Requirement: Return each record shown beneath, word for word.

Dataset content:
--- START ---

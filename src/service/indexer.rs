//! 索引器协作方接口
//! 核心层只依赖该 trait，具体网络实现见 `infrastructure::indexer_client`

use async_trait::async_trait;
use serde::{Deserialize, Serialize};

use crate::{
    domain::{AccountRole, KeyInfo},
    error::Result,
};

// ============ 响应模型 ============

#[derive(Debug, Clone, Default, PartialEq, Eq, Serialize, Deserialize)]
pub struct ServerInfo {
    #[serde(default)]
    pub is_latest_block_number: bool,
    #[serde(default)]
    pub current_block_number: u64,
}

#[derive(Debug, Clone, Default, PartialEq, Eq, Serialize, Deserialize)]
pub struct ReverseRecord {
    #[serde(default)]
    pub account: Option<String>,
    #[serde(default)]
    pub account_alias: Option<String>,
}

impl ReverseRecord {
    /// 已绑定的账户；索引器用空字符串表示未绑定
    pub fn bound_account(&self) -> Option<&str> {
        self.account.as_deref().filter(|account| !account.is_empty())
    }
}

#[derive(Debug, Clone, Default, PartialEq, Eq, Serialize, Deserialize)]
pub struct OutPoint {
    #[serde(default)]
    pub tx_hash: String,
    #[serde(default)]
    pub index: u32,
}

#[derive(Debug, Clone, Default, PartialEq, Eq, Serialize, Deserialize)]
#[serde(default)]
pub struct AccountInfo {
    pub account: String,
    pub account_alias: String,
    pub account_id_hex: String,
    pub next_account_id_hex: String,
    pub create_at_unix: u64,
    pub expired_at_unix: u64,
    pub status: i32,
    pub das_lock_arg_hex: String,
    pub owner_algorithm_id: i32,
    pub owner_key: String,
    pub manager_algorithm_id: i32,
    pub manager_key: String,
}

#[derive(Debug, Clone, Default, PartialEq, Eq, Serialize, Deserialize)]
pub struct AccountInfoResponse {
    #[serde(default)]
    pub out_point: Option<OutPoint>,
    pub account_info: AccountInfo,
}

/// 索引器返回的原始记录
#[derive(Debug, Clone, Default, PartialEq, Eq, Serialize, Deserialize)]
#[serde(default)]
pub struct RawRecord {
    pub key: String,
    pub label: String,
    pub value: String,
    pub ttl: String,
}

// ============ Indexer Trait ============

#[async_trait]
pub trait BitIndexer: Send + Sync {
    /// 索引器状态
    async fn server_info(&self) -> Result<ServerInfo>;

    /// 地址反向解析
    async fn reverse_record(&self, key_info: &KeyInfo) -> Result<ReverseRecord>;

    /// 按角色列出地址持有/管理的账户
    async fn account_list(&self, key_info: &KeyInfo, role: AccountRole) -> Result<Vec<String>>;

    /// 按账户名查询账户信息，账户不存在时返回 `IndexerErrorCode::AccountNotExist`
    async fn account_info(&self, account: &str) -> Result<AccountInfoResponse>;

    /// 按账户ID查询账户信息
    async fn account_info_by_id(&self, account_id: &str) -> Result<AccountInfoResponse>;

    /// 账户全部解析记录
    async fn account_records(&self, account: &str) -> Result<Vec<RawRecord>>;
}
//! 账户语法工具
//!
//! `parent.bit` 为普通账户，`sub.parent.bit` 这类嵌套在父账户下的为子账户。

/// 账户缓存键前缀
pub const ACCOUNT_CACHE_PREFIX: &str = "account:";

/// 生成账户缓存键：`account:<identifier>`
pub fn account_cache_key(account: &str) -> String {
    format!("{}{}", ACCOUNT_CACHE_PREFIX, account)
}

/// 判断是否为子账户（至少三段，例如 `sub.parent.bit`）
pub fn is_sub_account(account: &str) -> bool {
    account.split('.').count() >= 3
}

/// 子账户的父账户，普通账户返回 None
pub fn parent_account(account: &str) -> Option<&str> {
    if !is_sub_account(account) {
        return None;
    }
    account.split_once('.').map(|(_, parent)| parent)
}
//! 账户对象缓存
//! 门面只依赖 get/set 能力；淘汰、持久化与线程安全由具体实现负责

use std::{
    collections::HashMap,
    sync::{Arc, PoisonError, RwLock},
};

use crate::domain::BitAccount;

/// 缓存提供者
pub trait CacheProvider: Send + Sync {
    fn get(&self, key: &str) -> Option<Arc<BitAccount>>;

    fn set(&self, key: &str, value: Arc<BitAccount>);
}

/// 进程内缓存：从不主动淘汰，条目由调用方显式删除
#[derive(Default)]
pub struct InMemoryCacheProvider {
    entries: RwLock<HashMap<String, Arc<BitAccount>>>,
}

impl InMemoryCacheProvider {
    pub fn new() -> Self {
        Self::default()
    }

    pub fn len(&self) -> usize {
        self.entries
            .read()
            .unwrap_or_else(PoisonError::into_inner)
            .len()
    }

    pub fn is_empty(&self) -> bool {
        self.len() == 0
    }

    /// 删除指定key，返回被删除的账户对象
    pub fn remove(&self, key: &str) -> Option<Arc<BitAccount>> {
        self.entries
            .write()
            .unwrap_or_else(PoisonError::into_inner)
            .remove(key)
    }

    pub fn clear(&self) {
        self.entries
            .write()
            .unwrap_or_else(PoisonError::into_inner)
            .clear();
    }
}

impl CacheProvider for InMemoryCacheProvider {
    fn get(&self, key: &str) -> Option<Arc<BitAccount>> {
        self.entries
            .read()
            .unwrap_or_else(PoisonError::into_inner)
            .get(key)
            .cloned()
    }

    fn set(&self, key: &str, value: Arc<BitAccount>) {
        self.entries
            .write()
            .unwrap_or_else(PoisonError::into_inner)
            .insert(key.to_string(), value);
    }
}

--- END ---

Written solution:
filename src/service/indexer.rs
//! 索引器协作方接口
//! 核心层只依赖该 trait，具体网络实现见 `infrastructure::indexer_client`

use async_trait::async_trait;
use serde::{Deserialize, Serialize};

use crate::{
    domain::{AccountRole, KeyInfo},
    error::Result,
};

// ============ 响应模型 ============

#[derive(Debug, Clone, Default, PartialEq, Eq, Serialize, Deserialize)]
pub struct ServerInfo {
    #[serde(default)]
    pub is_latest_block_number: bool,
    #[serde(default)]
    pub current_block_number: u64,
}

#[derive(Debug, Clone, Default, PartialEq, Eq, Serialize, Deserialize)]
pub struct ReverseRecord {
    #[serde(default)]
    pub account: Option<String>,
    #[serde(default)]
    pub account_alias: Option<String>,
}

impl ReverseRecord {
    /// 已绑定的账户；索引器用空字符串表示未绑定
    pub fn bound_account(&self) -> Option<&str> {
        self.account.as_deref().filter(|account| !account.is_empty())
    }
}

#[derive(Debug, Clone, Default, PartialEq, Eq, Serialize, Deserialize)]
pub struct OutPoint {
    #[serde(default)]
    pub tx_hash: String,
    #[serde(default)]
    pub index: u32,
}

#[derive(Debug, Clone, Default, PartialEq, Eq, Serialize, Deserialize)]
#[serde(default)]
pub struct AccountInfo {
    pub account: String,
    pub account_alias: String,
    pub account_id_hex: String,
    pub next_account_id_hex: String,
    pub create_at_unix: u64,
    pub expired_at_unix: u64,
    pub status: i32,
    pub das_lock_arg_hex: String,
    pub owner_algorithm_id: i32,
    pub owner_key: String,
    pub manager_algorithm_id: i32,
    pub manager_key: String,
}

#[derive(Debug, Clone, Default, PartialEq, Eq, Serialize, Deserialize)]
pub struct AccountInfoResponse {
    #[serde(default)]
    pub out_point: Option<OutPoint>,
    pub account_info: AccountInfo,
}

/// 索引器返回的原始记录
#[derive(Debug, Clone, Default, PartialEq, Eq, Serialize, Deserialize)]
#[serde(default)]
pub struct RawRecord {
    pub key: String,
    pub label: String,
    pub value: String,
    pub ttl: String,
}

// ============ Indexer Trait ============

#[async_trait]
pub trait BitIndexer: Send + Sync {
    /// 索引器状态
    async fn server_info(&self) -> Result<ServerInfo>;

    /// 地址反向解析
    async fn reverse_record(&self, key_info: &KeyInfo) -> Result<ReverseRecord>;

    /// 按角色列出地址持有/管理的账户
    async fn account_list(&self, key_info: &KeyInfo, role: AccountRole) -> Result<Vec<String>>;

    /// 按账户名查询账户信息，账户不存在时返回 `IndexerErrorCode::AccountNotExist`
    async fn account_info(&self, account: &str) -> Result<AccountInfoResponse>;

    /// 按账户ID查询账户信息
    async fn account_info_by_id(&self, account_id: &str) -> Result<AccountInfoResponse>;

    /// 账户全部解析记录
    async fn account_records(&self, account: &str) -> Result<Vec<RawRecord>>;
}
//! 账户语法工具
//!
//! `parent.bit` 为普通账户，`sub.parent.bit` 这类嵌套在父账户下的为子账户。

/// 账户缓存键前缀
pub const ACCOUNT_CACHE_PREFIX: &str = "account:";

/// 生成账户缓存键：`account:<identifier>`
pub fn account_cache_key(account: &str) -> String {
    format!("{}{}", ACCOUNT_CACHE_PREFIX, account)
}

/// 判断是否为子账户（至少三段，例如 `sub.parent.bit`）
pub fn is_sub_account(account: &str) -> bool {
    account.split('.').count() >= 3
}

/// 子账户的父账户，普通账户返回 None
pub fn parent_account(account: &str) -> Option<&str> {
    if !is_sub_account(account) {
        return None;
    }
    account.split_once('.').map(|(_, parent)| parent)
}
//! 账户对象缓存
//! 门面只依赖 get/set 能力；淘汰、持久化与线程安全由具体实现负责

use std::{
    collections::HashMap,
    sync::{Arc, PoisonError, RwLock},
};

use crate::domain::BitAccount;

/// 缓存提供者
pub trait CacheProvider: Send + Sync {
    fn get(&self, key: &str) -> Option<Arc<BitAccount>>;

    fn set(&self, key: &str, value: Arc<BitAccount>);
}

/// 进程内缓存：从不主动淘汰，条目由调用方显式删除
#[derive(Default)]
pub struct InMemoryCacheProvider {
    entries: RwLock<HashMap<String, Arc<BitAccount>>>,
}

impl InMemoryCacheProvider {
    pub fn new() -> Self {
        Self::default()
    }

    pub fn len(&self) -> usize {
        self.entries
            .read()
            .unwrap_or_else(PoisonError::into_inner)
            .len()
    }

    pub fn is_empty(&self) -> bool {
        self.len() == 0
    }

    /// 删除指定key，返回被删除的账户对象
    pub fn remove(&self, key: &str) -> Option<Arc<BitAccount>> {
        self.entries
            .write()
            .unwrap_or_else(PoisonError::into_inner)
            .remove(key)
    }

    pub fn clear(&self) {
        self.entries
            .write()
            .unwrap_or_else(PoisonError::into_inner)
            .clear();
    }
}

impl CacheProvider for InMemoryCacheProvider {
    fn get(&self, key: &str) -> Option<Arc<BitAccount>> {
        self.entries
            .read()
            .unwrap_or_else(PoisonError::into_inner)
            .get(key)
            .cloned()
    }

    fn set(&self, key: &str, value: Arc<BitAccount>) {
        self.entries
            .write()
            .unwrap_or_else(PoisonError::into_inner)
            .insert(key.to_string(), value);
    }
}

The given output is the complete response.